Prof. Dr. Ulrich Trautweins Schlussfolgerung “aufgrund dieser Ergebnisse, der bildungspolitischen Ausrichtung und den angestrebten Verbesserungen bei der Unterrichtsqualität sollte eine neuerliche Debatte um G8/G9 vermieden werden” erscheint vor diesem Hintergrund reichlich rätselhaft. Dass die “bildungspolitische Ausrichtung” in eine wissenschaftliche Studie einfließt, ist ebenso bemerkenswert wie der Verweis auf angestrebte “Verbesserungen bei der Unterrichtsqualität”, scheint doch die jetzige gymnasiale Unterrichtsqualität so gut zu sein, dass der Übergang von G9 auf G8 angeblich problemlos erfolgen konnte.

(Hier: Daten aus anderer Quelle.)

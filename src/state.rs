//! Application state

use crate::store::PlayerStore;

/// Shared state for all request handlers. Owned by the composition root and
/// passed as `Arc<AppState>`; the store is injectable so it can be swapped
/// for a real database later.
pub struct AppState {
    pub store: PlayerStore,
    /// Shared bot secret used to verify Telegram initData signatures.
    pub bot_token: String,
}

impl AppState {
    pub fn new(bot_token: String) -> Self {
        Self {
            store: PlayerStore::new(),
            bot_token,
        }
    }
}
//! Hook and error-handler registries.
//!
//! Both map a key to a single handler; registering the same key again
//! replaces the previous handler.

use std::collections::HashMap;
use std::fmt;

use crate::handler::{SharedErrorHandler, SharedHook};

/// Hooks by name.
#[derive(Default, Clone)]
pub(crate) struct HookRegistry {
    hooks: HashMap<String, SharedHook>,
}

impl HookRegistry {
    /// Inserts a hook, returning true if it replaced an earlier one.
    pub(crate) fn insert(&mut self, name: String, hook: SharedHook) -> bool {
        self.hooks.insert(name, hook).is_some()
    }

    pub(crate) fn get(&self, name: &str) -> Option<&SharedHook> {
        self.hooks.get(name)
    }

    pub(crate) fn contains(&self, name: &str) -> bool {
        self.hooks.contains_key(name)
    }

    pub(crate) fn len(&self) -> usize {
        self.hooks.len()
    }
}

impl fmt::Debug for HookRegistry {
    fn fmt(&self, f: &mut fmt::Formatter<'_>) -> fmt::Result {
        let mut names: Vec<&str> = self.hooks.keys().map(String::as_str).collect();
        names.sort_unstable();
        f.debug_struct("HookRegistry").field("hooks", &names).finish()
    }
}

/// Error handlers by code.
#[derive(Default, Clone)]
pub(crate) struct ErrorRegistry {
    handlers: HashMap<u16, SharedErrorHandler>,
}

impl ErrorRegistry {
    /// Inserts a handler, returning true if it replaced an earlier one.
    pub(crate) fn insert(&mut self, code: u16, handler: SharedErrorHandler) -> bool {
        self.handlers.insert(code, handler).is_some()
    }

    pub(crate) fn get(&self, code: u16) -> Option<&SharedErrorHandler> {
        self.handlers.get(&code)
    }

    pub(crate) fn len(&self) -> usize {
        self.handlers.len()
    }
}

impl fmt::Debug for ErrorRegistry {
    fn fmt(&self, f: &mut fmt::Formatter<'_>) -> fmt::Result {
        let mut codes: Vec<u16> = self.handlers.keys().copied().collect();
        codes.sort_unstable();
        f.debug_struct("ErrorRegistry").field("codes", &codes).finish()
    }
}

#[cfg(test)]
mod tests {
    use super::*;
    use crate::handler::{ErrorHandler, Hook};
    use crate::ResolutionContext;
    use std::sync::Arc;

    #[test]
    fn test_hook_last_registration_wins() {
        let mut hooks = HookRegistry::default();
        assert!(!hooks.insert("auth".to_string(), Arc::new(|_: &ResolutionContext| true)));
        assert!(hooks.insert("auth".to_string(), Arc::new(|_: &ResolutionContext| false)));

        assert_eq!(hooks.len(), 1);
        assert!(hooks.contains("auth"));
        let hook = hooks.get("auth").unwrap();
        assert!(!hook.check(&ResolutionContext::default()));
        assert!(hooks.get("other").is_none());
    }

    #[test]
    fn test_error_last_registration_wins() {
        let mut errors = ErrorRegistry::default();
        errors.insert(404, Arc::new(|_: &ResolutionContext| false));
        assert!(errors.insert(404, Arc::new(|_: &ResolutionContext| true)));

        assert_eq!(errors.len(), 1);
        assert!(errors.get(404).unwrap().handle(&ResolutionContext::default()));
        assert!(errors.get(500).is_none());
    }

    #[test]
    fn test_debug_lists_keys() {
        let mut errors = ErrorRegistry::default();
        errors.insert(500, Arc::new(|_: &ResolutionContext| false));
        errors.insert(404, Arc::new(|_: &ResolutionContext| false));
        assert_eq!(format!("{errors:?}"), "ErrorRegistry { codes: [404, 500] }");
    }
}
//! Observability for Pathwright.
//!
//! - **Logging**: a `tracing-subscriber` registry with JSON or pretty output
//! - **Metrics**: dispatch counters emitted through the `metrics` facade
//!
//! The dispatcher emits `tracing` events and `metrics` counters whether or not
//! this crate's initialisers are called; they only decide where those go.
//!
//! # Example
//!
//! ```rust,ignore
//! use pathwright_config::ConfigLoader;
//! use pathwright_telemetry::init_telemetry;
//!
//! let config = ConfigLoader::new().with_env_prefix("PATHWRIGHT").load()?;
//! init_telemetry(&config.logging)?;
//! ```

#![warn(missing_docs)]

pub mod error;
pub mod logging;
pub mod metrics;

pub use error::TelemetryError;
pub use logging::{init_logging, LogConfig};
pub use metrics::{describe_metrics, DispatchOutcome};

use pathwright_config::LoggingConfig;

/// Result type for telemetry operations.
pub type TelemetryResult<T> = Result<T, TelemetryError>;

/// Initializes logging from the `[logging]` configuration section and
/// describes the dispatch counters to whatever recorder is installed.
///
/// # Errors
///
/// Returns `TelemetryError` if logging fails to initialize.
pub fn init_telemetry(config: &LoggingConfig) -> TelemetryResult<()> {
    init_logging(&LogConfig::from(config))?;
    describe_metrics();
    Ok(())
}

Minister Stochs Positionierung in der G8/G9-Frage ist allein seinen schulstruktur- politischen Ambitionen geschuldet. Der SPD-Fraktionsvorsitzende Schmiedel wurde zum Schweigen verdonnert. Mit der eigentlichen Kernfrage, ob nicht ein “G9-Mehrwertgymnasium” parallel zum nunmehr etablierten G8 für viele angehende Akademiker einen großen Nutzen bringen könnte, beschäftigt er sich gar nicht.
Die Frage muss aber erlaubt sein, ob die Vorbereitung unserer Kinder auf eine immer komplexer werdende Welt ausgerechnet in der Verkürzung der Ausbildungszeiten liegen sollte: Einschulung mit 5 ½, Abitur mit 17 und Magister mit 22. Und als Folge dann “Bletting Studies” (“Nachreifungskurse” für Jungakademiker) an der Universität.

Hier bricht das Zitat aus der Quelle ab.